O meio-termo acabou sendo banal. Mas havia algo específico que eu procurava, que eram os olhos. Eu queria alguém que tivesse olhos parecidos com os de Peter Lorre, olhos grandes, azuis e expressivos. E então Max – meu produtor, Dominique Dussault, o conhecia, porque ele é um cineasta independente canadense que faz coisas muito interessantes. Ele também é ator. Ele entende o processo artístico. Eu estava quase com vergonha de perguntar a ele, tipo, “Oh, Max, sim, tem esse papel no roteiro, não é nada demais…”

Mas então, na primeira reunião, ele disse: “Sim, ok, mas é quase como se houvesse um microscópio no meu rosto o tempo todo? Então, basicamente, se eu esfregar as mãos ou tossir, as pessoas enlouquecerão? E eu disse: “Sim!” Então ele entendeu logo o desafio, que é que cada coisa que ele faz gera sentido, ele é examinado pela câmera, pelos personagens. E então é realmente muito físico. Ele encarou isso como um desafio de ator, que eu subestimei. E ele entendeu isso imediatamente.

A âncora do filme é Juliette Gariépy, que era mais modelo antes de fazer o filme. Como você a escolheu para interpretar Kelly-Anne, que também é modelo?

Acho que para resumir isso a uma coisa, é puro magnetismo. A única maneira deste filme funcionar é se você, como público, olhar para ela da mesma forma que ela olha para o assassino. Então você tem que pensar, OK, há algum perigo escondido abaixo, mas você não tem certeza do que é. Mas você não pode desviar o olhar. Ela tem aquela sensação de perigo, mas de uma forma muito fotogênica e magnética.

Há mais do que isso. Obviamente, é um grande papel a desempenhar. É muito físico. Ela aprendeu a jogar squash. Ela aprendeu sobre criptomoeda. Ela aprendeu muitas coisas. Fiz com que ela assistisse a filmes, ouvisse playlists de músicas que fiz curadoria para ela. É um papel adequado. E não só isso, mas Juliette é muito diferente de seu personagem. Ela é muito alegre, muito engraçada, muito expressiva. Mas há algo nos olhos dela… a loucura, como os olhos de Klaus Kinski. Você é tipo, Oh meu Deus.

Há uma grande diferença entre as pessoas que procuram filmes de terror na dark web e os espectadores que amam filmes de terror sangrentos.
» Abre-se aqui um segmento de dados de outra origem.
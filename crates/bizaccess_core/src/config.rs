//! Service configuration.
//!
//! # Responsibility
//! - Describe which tenant a service is bound to and where its two
//!   databases live.
//! - Load that description from the process environment.
//!
//! # Invariants
//! - A config that passed `validate()` has a non-blank tenant id and
//!   non-blank database paths.
//! - Validation happens before any database handle is opened.

use serde::{Deserialize, Serialize};
use std::error::Error;
use std::fmt::{Display, Formatter};
use std::path::PathBuf;

pub const ENV_BUSINESS_ID: &str = "BIZACCESS_BUSINESS_ID";
pub const ENV_PLATFORM_DB: &str = "BIZACCESS_PLATFORM_DB";
pub const ENV_REGION_DB: &str = "BIZACCESS_REGION_DB";
pub const ENV_LOG_LEVEL: &str = "BIZACCESS_LOG_LEVEL";

/// Value accepted in place of a path to request an in-memory database.
pub const MEMORY_LOCATION: &str = ":memory:";

/// Where one SQLite database lives.
#[derive(Debug, Clone, PartialEq, Eq, Serialize, Deserialize)]
#[serde(rename_all = "snake_case")]
pub enum DbLocation {
    File(PathBuf),
    Memory,
}

impl DbLocation {
    /// Parses an environment-style location string.
    pub fn parse(value: &str) -> Self {
        let trimmed = value.trim();
        if trimmed == MEMORY_LOCATION {
            Self::Memory
        } else {
            Self::File(PathBuf::from(trimmed))
        }
    }
}

/// Configuration for one tenant-bound access service.
#[derive(Debug, Clone, PartialEq, Eq, Serialize, Deserialize)]
pub struct ServiceConfig {
    /// Tenant the service instance is bound to for its whole lifetime.
    pub business_id: String,
    /// Tenant registry database.
    pub platform_db: DbLocation,
    /// Tenant region database.
    pub region_db: DbLocation,
    /// Optional log level override; `None` uses the build default.
    #[serde(default)]
    pub log_level: Option<String>,
}

#[derive(Debug, Clone, PartialEq, Eq)]
pub enum ConfigError {
    /// Required environment variable is unset.
    MissingVar(&'static str),
    /// Tenant id is blank after trim.
    BlankBusinessId,
    /// A file location has an empty path.
    BlankPath(&'static str),
    /// Log level is not one of the supported names.
    InvalidLogLevel(String),
}

impl Display for ConfigError {
    fn fmt(&self, f: &mut Formatter<'_>) -> std::fmt::Result {
        match self {
            Self::MissingVar(name) => write!(f, "missing environment variable `{name}`"),
            Self::BlankBusinessId => write!(f, "business_id must not be blank"),
            Self::BlankPath(field) => write!(f, "`{field}` path must not be blank"),
            Self::InvalidLogLevel(message) => write!(f, "{message}"),
        }
    }
}

impl Error for ConfigError {}

impl ServiceConfig {
    /// Creates a config with both databases held in memory.
    pub fn in_memory(business_id: impl Into<String>) -> Self {
        Self {
            business_id: business_id.into(),
            platform_db: DbLocation::Memory,
            region_db: DbLocation::Memory,
            log_level: None,
        }
    }

    /// Loads and validates config from process environment variables.
    pub fn from_env() -> Result<Self, ConfigError> {
        Self::from_lookup(|name| std::env::var(name).ok())
    }

    /// Loads and validates config through an arbitrary variable lookup.
    pub fn from_lookup(lookup: impl Fn(&str) -> Option<String>) -> Result<Self, ConfigError> {
        let required = |name: &'static str| lookup(name).ok_or(ConfigError::MissingVar(name));

        let config = Self {
            business_id: required(ENV_BUSINESS_ID)?.trim().to_string(),
            platform_db: DbLocation::parse(&required(ENV_PLATFORM_DB)?),
            region_db: DbLocation::parse(&required(ENV_REGION_DB)?),
            log_level: lookup(ENV_LOG_LEVEL).filter(|value| !value.trim().is_empty()),
        };
        config.validate()?;
        Ok(config)
    }

    /// Checks field-level constraints.
    pub fn validate(&self) -> Result<(), ConfigError> {
        if self.business_id.trim().is_empty() {
            return Err(ConfigError::BlankBusinessId);
        }
        check_location(&self.platform_db, "platform_db")?;
        check_location(&self.region_db, "region_db")?;
        if let Some(level) = &self.log_level {
            crate::logging::normalize_level(level).map_err(ConfigError::InvalidLogLevel)?;
        }
        Ok(())
    }

    /// Returns the configured log level or the build-mode default.
    pub fn effective_log_level(&self) -> &str {
        self.log_level
            .as_deref()
            .unwrap_or(crate::logging::default_log_level())
    }
}

fn check_location(location: &DbLocation, field: &'static str) -> Result<(), ConfigError> {
    match location {
        DbLocation::File(path) if path.as_os_str().is_empty() => Err(ConfigError::BlankPath(field)),
        _ => Ok(()),
    }
}

#[cfg(test)]
mod tests {
    use super::{
        ConfigError, DbLocation, ServiceConfig, ENV_BUSINESS_ID, ENV_LOG_LEVEL, ENV_PLATFORM_DB,
        ENV_REGION_DB,
    };
    use std::collections::HashMap;
    use std::path::PathBuf;

    fn lookup_from(pairs: &[(&str, &str)]) -> impl Fn(&str) -> Option<String> {
        let map: HashMap<String, String> = pairs
            .iter()
            .map(|(key, value)| (key.to_string(), value.to_string()))
            .collect();
        move |name: &str| map.get(name).cloned()
    }

    #[test]
    fn from_lookup_reads_all_fields() {
        let config = ServiceConfig::from_lookup(lookup_from(&[
            (ENV_BUSINESS_ID, " T1 "),
            (ENV_PLATFORM_DB, "/var/lib/bizaccess/platform.db"),
            (ENV_REGION_DB, ":memory:"),
            (ENV_LOG_LEVEL, "warn"),
        ]))
        .expect("config should load");

        assert_eq!(config.business_id, "T1");
        assert_eq!(
            config.platform_db,
            DbLocation::File(PathBuf::from("/var/lib/bizaccess/platform.db"))
        );
        assert_eq!(config.region_db, DbLocation::Memory);
        assert_eq!(config.effective_log_level(), "warn");
    }

    #[test]
    fn from_lookup_reports_first_missing_variable() {
        let err = ServiceConfig::from_lookup(lookup_from(&[(ENV_BUSINESS_ID, "T1")]))
            .expect_err("platform db is required");
        assert_eq!(err, ConfigError::MissingVar(ENV_PLATFORM_DB));
    }

    #[test]
    fn validate_rejects_blank_business_id() {
        let config = ServiceConfig::in_memory("   ");
        assert_eq!(config.validate(), Err(ConfigError::BlankBusinessId));
    }

    #[test]
    fn validate_rejects_unknown_log_level() {
        let mut config = ServiceConfig::in_memory("T1");
        config.log_level = Some("loud".to_string());
        assert!(matches!(
            config.validate(),
            Err(ConfigError::InvalidLogLevel(_))
        ));
    }
}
Mas você espera que o filme abale as pessoas que gostam de coisas sombrias? Isso te abalou em termos de apetite por violência nos filmes?
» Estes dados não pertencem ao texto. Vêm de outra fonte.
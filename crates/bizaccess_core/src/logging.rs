//! Core logging bootstrap.
//!
//! # Responsibility
//! - Initialize file-based rolling logs exactly once per process.
//! - Capture panics as sanitized, single-line log events.
//!
//! # Invariants
//! - Init is idempotent for the same level and directory; any other
//!   combination is rejected once logging is active.
//! - Initialization never panics.
//! - Log lines carry identifiers and codes only, never request payloads.

use crate::config::ServiceConfig;
use flexi_logger::{Cleanup, Criterion, FileSpec, Logger, LoggerHandle, Naming, WriteMode};
use log::{error, info};
use once_cell::sync::OnceCell;
use std::path::{Path, PathBuf};

const LOG_FILE_BASENAME: &str = "bizaccess";
const MAX_LOG_FILE_SIZE_BYTES: u64 = 10 * 1024 * 1024;
const MAX_LOG_FILES: usize = 5;
const MAX_PANIC_PAYLOAD_CHARS: usize = 160;

static LOGGING_STATE: OnceCell<LoggingState> = OnceCell::new();
static PANIC_HOOK_INSTALLED: OnceCell<()> = OnceCell::new();

struct LoggingState {
    level: &'static str,
    log_dir: PathBuf,
    _logger: LoggerHandle,
}

impl LoggingState {
    fn ensure_matches(&self, level: &str, log_dir: &Path) -> Result<(), String> {
        if self.log_dir != log_dir {
            return Err(format!(
                "logging already initialized at `{}`; refusing to switch to `{}`",
                self.log_dir.display(),
                log_dir.display()
            ));
        }
        if self.level != level {
            return Err(format!(
                "logging already initialized with level `{}`; refusing to switch to `{level}`",
                self.level
            ));
        }
        Ok(())
    }
}

/// Initializes core logging with level and absolute directory.
///
/// # Errors
/// - `level` is not one of `trace|debug|info|warn|error`.
/// - `log_dir` is blank, relative or cannot be created.
/// - Logging is already active with another level or directory.
pub fn init_logging(level: &str, log_dir: &str) -> Result<(), String> {
    let level = normalize_level(level)?;
    let log_dir = normalize_log_dir(log_dir)?;

    if let Some(state) = LOGGING_STATE.get() {
        return state.ensure_matches(level, &log_dir);
    }

    let state = LOGGING_STATE.get_or_try_init(|| start_logger(level, log_dir.clone()))?;
    state.ensure_matches(level, &log_dir)
}

/// Initializes logging with the level carried by `config`.
pub fn init_service_logging(config: &ServiceConfig, log_dir: &str) -> Result<(), String> {
    init_logging(config.effective_log_level(), log_dir)
}

/// Returns `(level, log_dir)` when logging is active.
pub fn logging_status() -> Option<(&'static str, PathBuf)> {
    LOGGING_STATE
        .get()
        .map(|state| (state.level, state.log_dir.clone()))
}

/// `debug` for debug builds, `info` for release builds.
pub fn default_log_level() -> &'static str {
    if cfg!(debug_assertions) {
        "debug"
    } else {
        "info"
    }
}

fn start_logger(level: &'static str, log_dir: PathBuf) -> Result<LoggingState, String> {
    std::fs::create_dir_all(&log_dir).map_err(|err| {
        format!(
            "failed to create log directory `{}`: {err}",
            log_dir.display()
        )
    })?;

    let logger = Logger::try_with_str(level)
        .map_err(|err| format!("invalid log level `{level}`: {err}"))?
        .log_to_file(
            FileSpec::default()
                .directory(log_dir.as_path())
                .basename(LOG_FILE_BASENAME),
        )
        .rotate(
            Criterion::Size(MAX_LOG_FILE_SIZE_BYTES),
            Naming::Numbers,
            Cleanup::KeepLogFiles(MAX_LOG_FILES),
        )
        .write_mode(WriteMode::BufferAndFlush)
        .append()
        .format_for_files(flexi_logger::detailed_format)
        .start()
        .map_err(|err| format!("failed to start logger: {err}"))?;

    install_panic_hook_once();

    info!(
        "event=logging_init module=core status=ok level={level} log_dir={} version={}",
        log_dir.display(),
        env!("CARGO_PKG_VERSION")
    );

    Ok(LoggingState {
        level,
        log_dir,
        _logger: logger,
    })
}

pub(crate) fn normalize_level(level: &str) -> Result<&'static str, String> {
    match level.trim().to_ascii_lowercase().as_str() {
        "trace" => Ok("trace"),
        "debug" => Ok("debug"),
        "info" => Ok("info"),
        "warn" | "warning" => Ok("warn"),
        "error" => Ok("error"),
        other => Err(format!(
            "unsupported log level `{other}`; expected trace|debug|info|warn|error"
        )),
    }
}

fn normalize_log_dir(log_dir: &str) -> Result<PathBuf, String> {
    let trimmed = log_dir.trim();
    if trimmed.is_empty() {
        return Err("log_dir cannot be empty".to_string());
    }
    let path = Path::new(trimmed);
    if !path.is_absolute() {
        return Err(format!("log_dir must be an absolute path, got `{trimmed}`"));
    }
    Ok(path.to_path_buf())
}

fn install_panic_hook_once() {
    if PANIC_HOOK_INSTALLED.set(()).is_err() {
        return;
    }

    let previous_hook = std::panic::take_hook();
    std::panic::set_hook(Box::new(move |panic_info| {
        let location = panic_info
            .location()
            .map(|loc| format!("{}:{}", loc.file(), loc.line()))
            .unwrap_or_else(|| "unknown".to_string());
        let payload = panic_info
            .payload()
            .downcast_ref::<&str>()
            .map(|message| (*message).to_string())
            .or_else(|| panic_info.payload().downcast_ref::<String>().cloned())
            .unwrap_or_else(|| "non-string panic payload".to_string());
        error!(
            "event=panic_captured module=core status=error location={location} payload={}",
            sanitize_message(&payload, MAX_PANIC_PAYLOAD_CHARS)
        );
        previous_hook(panic_info);
    }));
}

fn sanitize_message(value: &str, max_chars: usize) -> String {
    let normalized = value.replace(['\n', '\r'], " ");
    let mut truncated = normalized.chars().take(max_chars).collect::<String>();
    if normalized.chars().count() > max_chars {
        truncated.push_str("...");
    }
    truncated
}

#[cfg(test)]
mod tests {
    use super::{
        init_logging, logging_status, normalize_level, normalize_log_dir, sanitize_message,
    };

    #[test]
    fn normalize_level_accepts_known_values() {
        assert_eq!(normalize_level("ERROR"), Ok("error"));
        assert_eq!(normalize_level(" warning "), Ok("warn"));
        assert!(normalize_level("verbose").is_err());
    }

    #[test]
    fn normalize_log_dir_rejects_blank_and_relative_paths() {
        assert!(normalize_log_dir("  ").is_err());
        let error = normalize_log_dir("logs/dev").expect_err("relative paths must be rejected");
        assert!(error.contains("absolute"));
    }

    #[test]
    fn sanitize_message_flattens_and_truncates() {
        let sanitized = sanitize_message("grant\nfailed\rbadly", 8);
        assert_eq!(sanitized, "grant fa...");
    }

    #[test]
    fn init_logging_is_idempotent_and_rejects_conflicts() {
        let dir = tempfile::tempdir().expect("temp dir");
        let log_dir = dir.path().join("logs");
        let log_dir_str = log_dir.to_str().expect("utf-8 temp dir").to_string();
        let other_dir = dir.path().join("other");
        let other_dir_str = other_dir.to_str().expect("utf-8 temp dir").to_string();

        init_logging("info", &log_dir_str).expect("first init should succeed");
        init_logging("INFO", &log_dir_str).expect("same config should be idempotent");

        let level_error =
            init_logging("debug", &log_dir_str).expect_err("level conflict should fail");
        assert!(level_error.contains("refusing to switch"));

        let dir_error =
            init_logging("info", &other_dir_str).expect_err("directory conflict should fail");
        assert!(dir_error.contains("refusing to switch"));

        let (active_level, active_dir) = logging_status().expect("logging should be active");
        assert_eq!(active_level, "info");
        assert_eq!(active_dir, log_dir);
    }
}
Acho que há duas coisas acontecendo aqui. Acho muito mais fácil assistir a um filme ingênuo, explorador, às vezes sangrento e tenso. eu posso assistir Holocausto Canibal. eu posso assistir Hostel. Mas filmes cruéis são mais difíceis para mim – embora às vezes haja uma linha tênue. Existem cineastas que criam personagens para esmagá-los e dominá-los. Um bom (Lars) von Trier não era assim, mas o mau von Trier, eles são inacessíveis para mim. O cara é muito sádico. Ele é muito niilista. Não é nada divertido nisso.

Ter a cabeça decepada em um filme de Tarantino com sangue jorrando é muito diferente do tormento psicológico de um filme. Portanto, há uma linha, mas acho que a linha é: tem que se resumir à visão de mundo do cineasta. Eles estão apenas dizendo que tudo é uma merda e que todos nós vamos morrer? Ou há algo mais? Há um pouco de luz? E mesmo que eu tenha feito, é claro, um escuro filme, tento fazer com que os personagens tenham algum tipo de redenção. Há luz no fim deste túnel tão escuro, o que é importante, nem que seja para darmos continuidade ao nosso dia a dia. Não anseio por finais felizes, mas me dê um pouco de ar!